Beat anger by imagining you're a fly on the wall


Anger is "the elephant in the room in mental health" according to The Mental Health Foundation. In a survey they conducted in 2008, a third of respondents said they knew someone with an anger problem. Anger is often made worse by misguided folk wisdom that says it's a good idea to reflect on your feelings and vent them. In fact, past research has shown that ruminating and venting anger make it worse.

A new study tests the idea that anger can be dissipated by mentally distancing oneself from the situation - as if viewing proceedings from the perspective of a fly on the wall. There's evidence that this is beneficial, but before now this was derived from studies that merely asked people to imagine frustrating scenarios. Now Dominik Mischkowski and his colleagues have ramped up the realism levels, deliberately winding up their participants in the lab.

Ninety-four undergrads signed up for what they thought was an investigation into the effects of music on problem solving and creativity. They listened to some intense classical music and attempted to solve a series of anagrams against the clock. Part of the procedure involved them reading back the correct answer to the researchers over an intercom. This is where the wind up began - the experimenter repeatedly said that they weren't speaking loudly enough. After the twelfth anagram he went as far as saying "Look this is the third time I have to say this! Can't you follow directions? Speak louder!"

Immediately after the wind up, the participants were told a second experiment (on the effects of music on feelings) required that they reflect on the previous anagram task - either seeing the situation unfold again through their own eyes, or as if they were watching the situation from a distance, "as if it were happening to the distant to you all over again." A third of the participants acted as controls and were  told to reflect on the anagram task without any specific instructions.

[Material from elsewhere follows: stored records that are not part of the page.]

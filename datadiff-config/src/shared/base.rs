use thiserror::Error;

/// Configuration validation errors.
#[derive(Debug, Error)]
pub enum ValidationError {
    /// A field holds a value outside its allowed domain.
    #[error("Invalid value for `{field}`: {constraint}")]
    InvalidFieldValue { field: String, constraint: String },
    /// The starting interval is not one of the supported powers of ten.
    #[error("Unsupported initial interval {0}: must be one of 10, 100, 1000, 10000")]
    UnsupportedInterval(i64),
    /// No data source is registered under the driver name.
    #[error("No data source matching driver `{0}`")]
    UnknownDriver(String),
    /// Driver-specific options could not be parsed.
    #[error("Invalid options for driver `{driver}`: {reason}")]
    InvalidSourceOptions { driver: String, reason: String },
}

impl ValidationError {
    pub(crate) fn invalid_field(field: impl Into<String>, constraint: impl Into<String>) -> Self {
        ValidationError::InvalidFieldValue {
            field: field.into(),
            constraint: constraint.into(),
        }
    }
}
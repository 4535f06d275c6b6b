//! Logging setup shared by the datadiff binary and test suites.

pub mod tracing;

Afterwards, all the participants rated their anger levels. The key finding was that the participants in the distancing condition reported feeling less angry and having fewer aggressive thoughts compared with participants in the self-immersion and control conditions.

A second study was similar but this time a new set of participants were given the chance to actually vent their anger. After the wind up and the reflection phase (from a distance vs. immersed in their own perspective) the participants were invited to take part in a competitive anagram task with a partner located in another room. Part of this involved the chance to blast their opponent with loud noise when he/she got answers wrong - taken as a sign of aggressive behaviour. The important result here - participants who reflected on the initial, frustrating anagram task as if from the perspective of a fly on the wall showed less aggression compared with the other participants.

Mischkowski and his team said their findings showed "how people can neutralize aggression while focusing on their emotions and the situation at hand—by adopting a self-distanced perspective." They added that this is important given that distraction is often not possible in real life situations, for example when it's necessary to carry on interacting with the provocateur.

_________________________________ ResearchBlogging.org


Dominik Mischkowskia, Ethan Kross, and Brad J. Bushmana (2012). Flies on the wall are less aggressive: Self-distancing “in the heat of the moment” reduces aggressive thoughts, angry feelings and aggressive behaviour. Journal of Experimental Social Psychology DOI: 10.1016/j.jesp.2012.03.012

Post written by Christian Jarrett for the BPS Research Digest.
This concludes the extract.